For the better part, if there is a custody dispute, what happens is that if your child is under 13, the court will appoint a GAL, a custody evaluator, or a family relations officer to do a thorough investigation of your circumstances in order to present a recommendation to the court which will ordinarily be accepted. If the child is 13 or older, it is likely the child will be assigned an attorney of the minor child in order to advocate for that child's wishes. But all of this is really not rigidly adhered to. I've seen children who have both a GAL and an AMC. I've seen children over 13 who only have a GAL. It all depends upon the politics of your particular case.
The real danger of these investigators is that you have to rely on their word that when they report the wishes of the children that they are actually telling the truth. I have no doubt that they lie on occasion. Thus, if you have any concerns about the investigator in your case, you might want to have your child sit down and write to the investigator stating what his or her preference is so that it is on the record. If the custody evaluator or GAL will not accept it, which is what happened to me, you can simply submit it directly to the Court.

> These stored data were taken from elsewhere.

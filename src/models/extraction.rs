use std::collections::BTreeMap;

use serde::{Deserialize, Serialize};

/// A raw invoice document handed to the pipeline by the caller.
///
/// Immutable; discarded once extraction completes. The pipeline never
/// retains the bytes past the extraction stage.
#[derive(Debug, Clone)]
pub struct Document {
    pub content: Vec<u8>,
    pub filename: String,
    pub size: u64,
}

impl Document {
    pub fn new(content: Vec<u8>, filename: impl Into<String>) -> Self {
        let size = content.len() as u64;
        Self {
            content,
            filename: filename.into(),
            size,
        }
    }
}

/// A field the extraction service may return as either a number or a string
/// ("1234.5" vs 1234.5, sometimes with currency symbols or separators).
#[derive(Debug, Clone, PartialEq, Serialize, Deserialize)]
#[serde(untagged)]
pub enum FieldValue {
    Number(f64),
    Text(String),
}

impl FieldValue {
    /// Coerce to a number. Text values are cleaned of currency symbols,
    /// thousands separators, and whitespace before parsing.
    pub fn as_number(&self) -> Option<f64> {
        match self {
            Self::Number(n) => Some(*n),
            Self::Text(s) => parse_amount_text(s),
        }
    }

    /// A populated value for completeness purposes: non-empty text or a
    /// non-zero number (zero is an absent-value sentinel from extraction).
    pub fn is_populated(&self) -> bool {
        match self {
            Self::Number(n) => *n != 0.0,
            Self::Text(s) => !s.trim().is_empty(),
        }
    }
}

fn parse_amount_text(s: &str) -> Option<f64> {
    let cleaned: String = s
        .chars()
        .filter(|c| !matches!(c, ',' | '¥' | '￥' | '$' | '€' | '£' | ' '))
        .collect();
    let cleaned = cleaned.trim();
    if cleaned.is_empty() {
        return None;
    }
    cleaned.parse().ok()
}

/// One line of an invoice's itemization.
#[derive(Debug, Clone, Default, PartialEq, Serialize, Deserialize)]
#[serde(default)]
pub struct LineItem {
    pub description: Option<String>,
    pub quantity: Option<f64>,
    pub unit_price: Option<f64>,
    pub amount: Option<FieldValue>,
    /// Raw tax note as printed on the invoice ("10%", "non-taxable", ...).
    #[serde(alias = "tax")]
    pub tax_note: Option<String>,
}

/// Structured fields parsed from one invoice document by the AI collaborator.
///
/// Post-validation, the *returned normalized copy* is the source of truth:
/// currency codes are canonicalized and text amounts coerced to numbers
/// there, never in place.
#[derive(Debug, Clone, Default, PartialEq, Serialize, Deserialize)]
#[serde(default)]
pub struct ExtractionResult {
    pub issuer: Option<String>,
    pub payer: Option<String>,
    #[serde(alias = "main_invoice_number")]
    pub invoice_number: Option<String>,
    /// Qualified-invoice registration number ("T" number).
    #[serde(alias = "t_number")]
    pub registration_number: Option<String>,
    pub currency: Option<String>,
    pub amount_inclusive_tax: Option<FieldValue>,
    pub amount_exclusive_tax: Option<FieldValue>,
    pub issue_date: Option<String>,
    pub due_date: Option<String>,
    /// Free-form key facts: account ids, customer numbers, billing period.
    #[serde(alias = "key_info")]
    pub key_facts: BTreeMap<String, serde_json::Value>,
    pub line_items: Vec<LineItem>,
}

impl ExtractionResult {
    /// Tax-inclusive amount coerced to a number, if possible.
    pub fn inclusive_amount(&self) -> Option<f64> {
        self.amount_inclusive_tax.as_ref().and_then(FieldValue::as_number)
    }

    /// Tax-exclusive amount coerced to a number, if possible.
    pub fn exclusive_amount(&self) -> Option<f64> {
        self.amount_exclusive_tax.as_ref().and_then(FieldValue::as_number)
    }

    /// Currency code, defaulting to domestic (JPY) when absent.
    pub fn currency_or_domestic(&self) -> String {
        self.currency
            .as_deref()
            .filter(|c| !c.trim().is_empty())
            .unwrap_or("JPY")
            .to_uppercase()
    }

    /// Flattened lowercase text of key facts + issuer, used by the
    /// keyword-based category detectors.
    pub fn category_scan_text(&self) -> String {
        let mut text = String::new();
        for (key, value) in &self.key_facts {
            text.push_str(key);
            text.push(' ');
            match value {
                serde_json::Value::String(s) => text.push_str(s),
                other => text.push_str(&other.to_string()),
            }
            text.push(' ');
        }
        if let Some(issuer) = &self.issuer {
            text.push_str(issuer);
        }
        text.to_lowercase()
    }
}
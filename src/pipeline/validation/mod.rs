//! Validation & normalization rule engine.
//!
//! Runs every rule group against an extraction result and accumulates
//! findings — no short-circuiting on first failure. Normalization is a
//! pure function: the input is never mutated; callers must treat the
//! returned `normalized` value as the source of truth from here on.

pub mod currency;
pub mod score;

use chrono::{Duration, Local, NaiveDate};

use crate::models::extraction::{ExtractionResult, FieldValue};
use crate::models::record::{IssueSummary, ValidationReport};

/// Issuer-name markers that suggest a foreign legal entity (substring
/// match, case-sensitive like the suffixes themselves).
const FOREIGN_ENTITY_MARKERS: &[&str] = &[
    "LLC", "Ltd", "Inc", "Corp", "GmbH", "Limited", "Ireland", "Singapore",
];

/// Consumption-tax plausibility window for domestic invoices, in percent.
const TAX_RATE_MIN: f64 = 5.0;
const TAX_RATE_MAX: f64 = 15.0;

/// Line totals may drift from the printed total by up to this fraction
/// before we flag the reconciliation.
const LINE_ITEM_TOLERANCE: f64 = 0.10;

/// Amounts above this are worth a second look (in invoice currency units).
const LARGE_AMOUNT_THRESHOLD: f64 = 10_000_000.0;

/// Issuer names longer than this are usually extraction noise.
const MAX_ISSUER_LEN: usize = 100;

#[derive(Clone, Copy)]
enum Category {
    RequiredFields,
    DataFormat,
    BusinessLogic,
}

/// Result of one validation pass: the normalized extraction plus the
/// report. The report is immutable after creation.
#[derive(Debug, Clone)]
pub struct ValidationOutcome {
    pub normalized: ExtractionResult,
    pub report: ValidationReport,
}

/// Validate against today's date. See [`validate_at`].
pub fn validate(result: &ExtractionResult, strict_mode: bool) -> ValidationOutcome {
    validate_at(result, strict_mode, Local::now().date_naive())
}
//! Locally authored prompts: `*.json` files holding one prompt or an array.

use std::path::Path;

use {
    serde::Deserialize,
    tracing::{debug, warn},
};

use crate::types::Prompt;

#[derive(Deserialize)]
#[serde(untagged)]
enum OneOrMany {
    One(Box<Prompt>),
    Many(Vec<Prompt>),
}

/// Read every `*.json` file in `dir`, in file-name order.
///
/// Unreadable or invalid files are skipped with a warning; a missing
/// directory yields nothing. Returned prompts are marked `is_local`.
pub fn load_local_prompts(dir: &Path) -> Vec<Prompt> {
    let entries = match std::fs::read_dir(dir) {
        Ok(e) => e,
        Err(e) => {
            if e.kind() != std::io::ErrorKind::NotFound {
                warn!(dir = %dir.display(), error = %e, "cannot read local prompts dir");
            }
            return Vec::new();
        },
    };

    let mut files: Vec<_> = entries
        .flatten()
        .map(|e| e.path())
        .filter(|p| p.is_file() && p.extension().is_some_and(|ext| ext == "json"))
        .collect();
    files.sort();

    let mut prompts = Vec::new();
    for file in files {
        let raw = match std::fs::read_to_string(&file) {
            Ok(raw) => raw,
            Err(e) => {
                warn!(file = %file.display(), error = %e, "skipping unreadable local prompt");
                continue;
            },
        };
        let parsed = match serde_json::from_str::<OneOrMany>(&raw) {
            Ok(OneOrMany::One(p)) => vec![*p],
            Ok(OneOrMany::Many(ps)) => ps,
            Err(e) => {
                warn!(file = %file.display(), error = %e, "skipping invalid local prompt");
                continue;
            },
        };
        for mut prompt in parsed {
            if prompt.id.trim().is_empty() {
                warn!(file = %file.display(), "skipping local prompt without id");
                continue;
            }
            prompt.is_local = true;
            prompts.push(prompt);
        }
    }

    debug!(dir = %dir.display(), count = prompts.len(), "loaded local prompts");
    prompts
}

#[allow(clippy::unwrap_used, clippy::expect_used)]
#[cfg(test)]
mod tests {
    use super::*;

    #[test]
    fn missing_dir_is_empty() {
        let tmp = tempfile::tempdir().unwrap();
        assert!(load_local_prompts(&tmp.path().join("nope")).is_empty());
    }

    #[test]
    fn reads_single_and_array_files_skipping_garbage() {
        let tmp = tempfile::tempdir().unwrap();
        std::fs::write(
            tmp.path().join("a.json"),
            r#"{"id":"mine","title":"Mine","content":"local body"}"#,
        )
        .unwrap();
        std::fs::write(
            tmp.path().join("b.json"),
            r#"[{"id":"x","title":"X","content":"1"},{"id":"","title":"blank","content":"2"}]"#,
        )
        .unwrap();
        std::fs::write(tmp.path().join("c.json"), "{ not json").unwrap();
        std::fs::write(tmp.path().join("notes.txt"), "ignored").unwrap();

        let prompts = load_local_prompts(tmp.path());
        let ids: Vec<_> = prompts.iter().map(|p| p.id.as_str()).collect();
        assert_eq!(ids, ["mine", "x"]);
        assert!(prompts.iter().all(|p| p.is_local));
    }
}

You may be accused of manipulating your child to write the letter, but if you have concerns about the truthfulness of the professionals in your case, it is better to be thought of as manipulative than not have your child's preferences considered at all.
Bottom line is, the State of Connecticut has a presumption of joint legal custody if both of you agree to that. What is interesting is how few attorneys actually explain that to their clients. What you are actually fighting over most of the time is which parent is going to be the residential parent, i.e. the home where the children primarily reside, i.e. what is considered their residence legally speaking for matters such as school attendance. Other than that, the sky is the limit in terms of how much actual time each parent gets to spend with the children.
Traditionally, the visitation is set for one or two evenings a week and every other weekend for the non-residential parent, but I have known people to renegotiate that for more time for the non-residential parent.
When you get down to it, fighting over this day here or that day there to the tune of thousands and thousands of dollars is pretty silly, and most couples left to their own devices will work out a modus vivendi.
The question is do you truly want to create an unpleasant atmosphere by quarreling at every turn. Many abusive family court attorneys and vendors would love you to, but it is your job to see through them and move forward. Trust me, ten years later when you are considering college tuition fees, you will be happy you did so.
Bottom line, again, when it comes to the children's preferences, do not count on them to get you custody because it is not an absolute.